◆ YOUR INSTRUCTIONS ◆
From the entries that follow, reproduce exactly and only the lines from the line with "swap in a fake." to the line with "let client = Client::builder()", endpoints included.

[Saved entries]
────────────────────

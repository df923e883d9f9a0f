// API client module: a small blocking HTTP client that talks to the
// classification service. The `Classifier` trait is the seam the
// submission handler depends on, so tests can swap in a fake.

use crate::config::Config;
use crate::error::SubmitError;
use crate::submission::Document;
use anyhow::{Context, Result};
use reqwest::blocking::{multipart, Client, Response};
use serde::Serialize;
use serde_json::Value;
use tracing::debug;

/// Something that can classify text or a document and answer with an
/// opaque JSON value.
pub trait Classifier {
    fn classify_text(&self, text: &str) -> Result<Value, SubmitError>;
    fn classify_document(&self, doc: &Document) -> Result<Value, SubmitError>;
}

/// Blocking client for the classification service.
#[derive(Clone)]
pub struct ApiClient {
    client: Client,
    config: Config,
}

/// Body of the text classification request.
#[derive(Serialize, Debug)]
struct TextRequest<'a> {
    text: &'a str,
}

impl ApiClient {
    pub fn new(config: Config) -> Result<Self> {
        let client = Client::builder()
            .build()
            .context("Failed to build HTTP client")?;
        Ok(ApiClient { client, config })
    }

    /// Probe `GET /health` and return whatever JSON the service reports.
    pub fn health(&self) -> Result<Value, SubmitError> {
        let url = self.config.health_url();
        debug!(%url, "checking service health");
        let res = self.client.get(&url).send().map_err(SubmitError::unexpected)?;
        read_json(res)
    }
}

impl Classifier for ApiClient {
    /// POST `{"text": ...}` as JSON to the text endpoint.
    fn classify_text(&self, text: &str) -> Result<Value, SubmitError> {
        let url = self.config.text_url();
        debug!(%url, "posting text for classification");
        let res = self
            .client
            .post(&url)
            .json(&TextRequest { text })
            .send()
            .map_err(SubmitError::unexpected)?;
        read_json(res)
    }

    /// POST the document as multipart/form-data under the `file` field.
    /// The multipart encoder sets the request Content-Type.
    fn classify_document(&self, doc: &Document) -> Result<Value, SubmitError> {
        let url = self.config.pdf_url();
        debug!(%url, file = %doc.file_name, "uploading document for classification");

        let part = multipart::Part::bytes(doc.bytes.clone())
            .file_name(doc.file_name.clone())
            .mime_str(&doc.mime)
            .map_err(SubmitError::unexpected)?;
        let form = multipart::Form::new().part("file", part);

        let res = self
            .client
            .post(&url)
            .multipart(form)
            .send()
            .map_err(SubmitError::unexpected)?;
        read_json(res)
    }
}

/// Turn a response into JSON, or into a `Service` error carrying the body
/// when the status is not a success.
fn read_json(res: Response) -> Result<Value, SubmitError> {
    let status = res.status();
    if !status.is_success() {
        // Best-effort: an unreadable body counts as empty.
        let body = res.text().unwrap_or_default();
        debug!(%status, body_len = body.len(), "service returned a failure status");
        return Err(SubmitError::service(body));
    }
    res.json::<Value>().map_err(SubmitError::unexpected)
}
// Submission handling: the form model, validation, Display State and the
// handler that dispatches one of the two request strategies.

use crate::api::Classifier;
use crate::error::{SubmitError, ValidationError};
use serde_json::Value;
use std::fs;
use std::io;
use std::path::Path;
use std::sync::atomic::{AtomicBool, Ordering};
use tracing::{debug, error, warn};

/// A document picked by the user, held in memory as a binary blob.
#[derive(Debug, Clone, PartialEq, Eq)]
pub struct Document {
    pub file_name: String,
    pub mime: String,
    pub bytes: Vec<u8>,
}

impl Document {
    /// Build a document, guessing its MIME type from the file name.
    pub fn new(file_name: impl Into<String>, bytes: Vec<u8>) -> Self {
        let file_name = file_name.into();
        let mime = mime_guess::from_path(&file_name)
            .first_or_octet_stream()
            .essence_str()
            .to_string();
        Document { file_name, mime, bytes }
    }

    /// Read a document from disk.
    pub fn load(path: &Path) -> io::Result<Self> {
        let bytes = fs::read(path)?;
        let file_name = path
            .file_name()
            .and_then(|s| s.to_str())
            .unwrap_or("document.pdf");
        Ok(Document::new(file_name, bytes))
    }
}

/// The two raw input sources: a text field and a file picker.
#[derive(Debug, Clone, Default)]
pub struct Form {
    pub text: String,
    pub document: Option<Document>,
}

/// Exactly one populated input, borrowed from a validated [`Form`].
#[derive(Debug, Clone, Copy, PartialEq, Eq)]
pub enum SubmissionInput<'a> {
    Text(&'a str),
    File(&'a Document),
}

impl Form {
    pub fn with_text(text: impl Into<String>) -> Self {
        Form { text: text.into(), document: None }
    }

    pub fn with_document(document: Document) -> Self {
        Form { text: String::new(), document: Some(document) }
    }

    pub fn clear(&mut self) {
        self.text.clear();
        self.document = None;
    }

    /// Enforce exactly one of {text, file}. Text only counts when it is
    /// non-blank; the returned text is trimmed.
    pub fn validate(&self) -> Result<SubmissionInput<'_>, ValidationError> {
        let text = self.text.trim();
        match (text.is_empty(), &self.document) {
            (true, None) => Err(ValidationError::MissingInput),
            (false, Some(_)) => Err(ValidationError::AmbiguousInput),
            (false, None) => Ok(SubmissionInput::Text(text)),
            (true, Some(doc)) => Ok(SubmissionInput::File(doc)),
        }
    }

    /// Fill the text field from a plain-text file, decoding as UTF-8 and
    /// falling back to Latin-1.
    pub fn load_text_file(&mut self, path: &Path) -> io::Result<()> {
        let bytes = fs::read(path)?;
        self.text = decode_text(bytes);
        Ok(())
    }
}

fn decode_text(bytes: Vec<u8>) -> String {
    match String::from_utf8(bytes) {
        Ok(s) => s,
        // Latin-1 maps every byte to the code point of the same value.
        Err(e) => e.into_bytes().into_iter().map(char::from).collect(),
    }
}

pub const IDLE_PROMPT: &str = "Informe um texto ou selecione um PDF e envie.";
pub const PENDING_MESSAGE: &str = "⏳ Processando...";

/// The single user-visible status/result.
#[derive(Debug, Clone, PartialEq, Eq, Default)]
pub enum DisplayState {
    #[default]
    Idle,
    Pending,
    /// Pretty-printed response JSON.
    Success(String),
    /// Fully formatted failure message.
    Failed(String),
}

impl DisplayState {
    /// Render a response with 2-space indentation.
    pub fn success(value: &Value) -> Self {
        let pretty = serde_json::to_string_pretty(value).unwrap_or_else(|_| value.to_string());
        DisplayState::Success(pretty)
    }

    pub fn render(&self) -> &str {
        match self {
            DisplayState::Idle => IDLE_PROMPT,
            DisplayState::Pending => PENDING_MESSAGE,
            DisplayState::Success(s) | DisplayState::Failed(s) => s,
        }
    }
}

/// Presentation layer that receives Display State updates.
pub trait DisplayWriter {
    fn write(&mut self, state: DisplayState);
}

impl DisplayWriter for Vec<DisplayState> {
    fn write(&mut self, state: DisplayState) {
        self.push(state);
    }
}

/// Dispatches submissions to a [`Classifier`], allowing at most one
/// submission in flight at a time.
pub struct Handler<C> {
    classifier: C,
    in_flight: AtomicBool,
}

/// Holds the in-flight flag for the lifetime of one submission.
struct InFlight<'a>(&'a AtomicBool);

impl<'a> InFlight<'a> {
    fn acquire(flag: &'a AtomicBool) -> Option<Self> {
        flag.compare_exchange(false, true, Ordering::AcqRel, Ordering::Acquire)
            .ok()
            .map(|_| InFlight(flag))
    }
}

impl Drop for InFlight<'_> {
    fn drop(&mut self) {
        self.0.store(false, Ordering::Release);
    }
}

impl<C: Classifier> Handler<C> {
    pub fn new(classifier: C) -> Self {
        Handler { classifier, in_flight: AtomicBool::new(false) }
    }

    pub fn classifier(&self) -> &C {
        &self.classifier
    }

    pub fn is_pending(&self) -> bool {
        self.in_flight.load(Ordering::Acquire)
    }

    /// Run one submission: show the pending indicator, validate, send
    /// exactly one request and write the outcome to `display`.
    ///
    /// Returns [`SubmitError::Busy`] without touching `display` when
    /// another submission is still pending.
    pub fn submit<W>(&self, form: &Form, display: &mut W) -> Result<Value, SubmitError>
    where
        W: DisplayWriter + ?Sized,
    {
        let Some(_guard) = InFlight::acquire(&self.in_flight) else {
            warn!("submission rejected: another one is still pending");
            return Err(SubmitError::Busy);
        };

        display.write(DisplayState::Pending);

        let outcome = form
            .validate()
            .map_err(SubmitError::from)
            .and_then(|input| self.dispatch(input));

        match &outcome {
            Ok(value) => display.write(DisplayState::success(value)),
            Err(err) => {
                match err {
                    SubmitError::Validation(v) => warn!(?v, "invalid submission"),
                    _ => error!(error = %err, "classification request failed"),
                }
                if let Some(state) = err.display_state() {
                    display.write(state);
                }
            }
        }
        outcome
    }

    fn dispatch(&self, input: SubmissionInput<'_>) -> Result<Value, SubmitError> {
        match input {
            SubmissionInput::Text(text) => {
                debug!(chars = text.chars().count(), "dispatching text strategy");
                self.classifier.classify_text(text)
            }
            SubmissionInput::File(doc) => {
                debug!(file = %doc.file_name, bytes = doc.bytes.len(), "dispatching file strategy");
                self.classifier.classify_document(doc)
            }
        }
    }
}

────────────────────

◆ OUTPUT OF THE TASK ◆
// submission handler depends on, so tests can swap in a fake.

use crate::config::Config;
use crate::error::SubmitError;
use crate::submission::Document;
use anyhow::{Context, Result};
use reqwest::blocking::{multipart, Client, Response};
use serde::Serialize;
use serde_json::Value;
use tracing::debug;

/// Something that can classify text or a document and answer with an
/// opaque JSON value.
pub trait Classifier {
    fn classify_text(&self, text: &str) -> Result<Value, SubmitError>;
    fn classify_document(&self, doc: &Document) -> Result<Value, SubmitError>;
}

/// Blocking client for the classification service.
#[derive(Clone)]
pub struct ApiClient {
    client: Client,
    config: Config,
}

/// Body of the text classification request.
#[derive(Serialize, Debug)]
struct TextRequest<'a> {
    text: &'a str,
}

impl ApiClient {
    pub fn new(config: Config) -> Result<Self> {
        let client = Client::builder()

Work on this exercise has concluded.